The description of the receivables securitization facility is qualified in its entirety by reference to the text of the Receivables Purchase Agreement, which is attached hereto as Exhibit 10.2 and incorporated by reference herein.

Item 1.02 Termination of a Material Definitive Agreement

On March 26, 2015, the Company terminated the Credit Agreement, dated as of July 2, 2013, as amended, among the Company; the Lenders from time to time party thereto; JPMorgan Chase Bank, N.A., as administrative agent; Bank of America, N.A., as syndication agent; and CoBank, ACB, Credit Agricole Corporate & Investment Bank, Coöperatieve Centrale Raiffeisen – Boerenleenbank, B.A. “Rabobank Nederland,” New York Branch, Suntrust Bank and Wells Fargo Bank, National Association, as co-documentation agents (filed as Exhibit 10.1 to the Company’s Current Report on Form 8-K on July 8, 2013) (the “Existing Agreement), replacing it with the new Credit Agreement described above.

Item 2.03 Creation of a Direct Financial Obligation or an Obligation under an Off-Balance Sheet Arrangement of a Registrant.

The information set forth in Item 1.01 of this Current Report on Form 8-K is incorporated herein by reference.

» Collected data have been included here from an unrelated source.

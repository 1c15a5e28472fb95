//! External Metadata Providers
//!
//! A [`SongDetailProvider`] answers `(group, title) -> SongDetail`. The only
//! network implementation is [`MusicInfoClient`], which talks to the music
//! info HTTP API. Providers never retry; the caller owns the deadline.

use crate::error::Result;
use async_trait::async_trait;
use serde::{Deserialize, Serialize};

pub mod music_info;

pub use music_info::MusicInfoClient;

/// Details the metadata service knows about a song.
///
/// `release_date` is passed through verbatim in the service's `DD.MM.YYYY`
/// form.
#[derive(Debug, Clone, PartialEq, Eq, Serialize, Deserialize)]
pub struct SongDetail {
    #[serde(rename = "ReleaseDate", alias = "releaseDate", alias = "release_date", default)]
    pub release_date: String,
    #[serde(default)]
    pub text: String,
    #[serde(default)]
    pub link: String,
}

#[async_trait]
pub trait SongDetailProvider: Send + Sync {
    /// Look up release date, lyrics and link for a song
    ///
    /// # Errors
    ///
    /// Any failure of the remote service or the transport, including a body
    /// that does not decode.
    async fn lookup(&self, group: &str, title: &str) -> Result<SongDetail>;
}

Item 9.01 Financial Statements and Exhibits.

(d) Exhibits

 

10.1 Credit Agreement, dated as of March 26, 2015 among Dean Foods Company; Bank of America, N.A., as Administrative Agent; JPMorgan Chase Bank, N.A. and Morgan Stanley Senior Funding, Inc., as Syndication Agents; CoBank, ACB, Suntrust Robinson Humphrey, Inc., Coöperatieve Centrale Raiffeisen – Boerenleenbank, B.A. “Rabobank Nederland,” New York Branch, Credit Agricole Corporate & Investment Bank, and PNC Bank, National Association, as Co-Documentation Agents; and certain other lenders that are parties thereto.
10.2 Seventh Amended and Restated Receivables Purchase Agreement, dated as of March 26, 2015, among Dairy Group Receivables L.P. and Dairy Group Receivables II, L.P., as Sellers; the Servicers, Companies and Financial Institutions listed therein; and Cooperatieve Centrale Raiffeisen - Boerenleenbank B.A. “Rabobank International”, New York Branch, as Agent.


SIGNATURES

Pursuant to the requirements of the Securities Exchange Act of 1934, the registrant has duly caused this report to be signed on its behalf by the undersigned hereunto duly authorized.

 

Date: March 26, 2015 DEAN FOODS COMPANY
By:

/s/ Chris Bellairs

Chris Bellairs

Executive Vice President and Chief Financial Officer


EXHIBIT INDEX

 

Exhibit
No.

  

Description

10.1    Credit Agreement, dated as of March 26, 2015 among Dean Foods Company; Bank of America, N.A., as Administrative Agent; JPMorgan Chase Bank, N.A. and Morgan Stanley Senior Funding, Inc., as Syndication Agents; CoBank, ACB, Suntrust Robinson Humphrey, Inc., Coöperatieve Centrale Raiffeisen – Boerenleenbank, B.A. “Rabobank Nederland,” New York Branch, Credit Agricole Corporate & Investment Bank, and PNC Bank, National Association, as Co-Documentation Agents; and certain other lenders that are parties thereto.
10.2    Seventh Amended and Restated Receivables Purchase Agreement, dated as of March 26, 2015, among Dairy Group Receivables L.P. and Dairy Group Receivables II, L.P., as Sellers; the Servicers, Companies and Financial Institutions listed therein; and Cooperatieve Centrale Raiffeisen - Boerenleenbank B.A. “Rabobank International”, New York Branch, as Agent.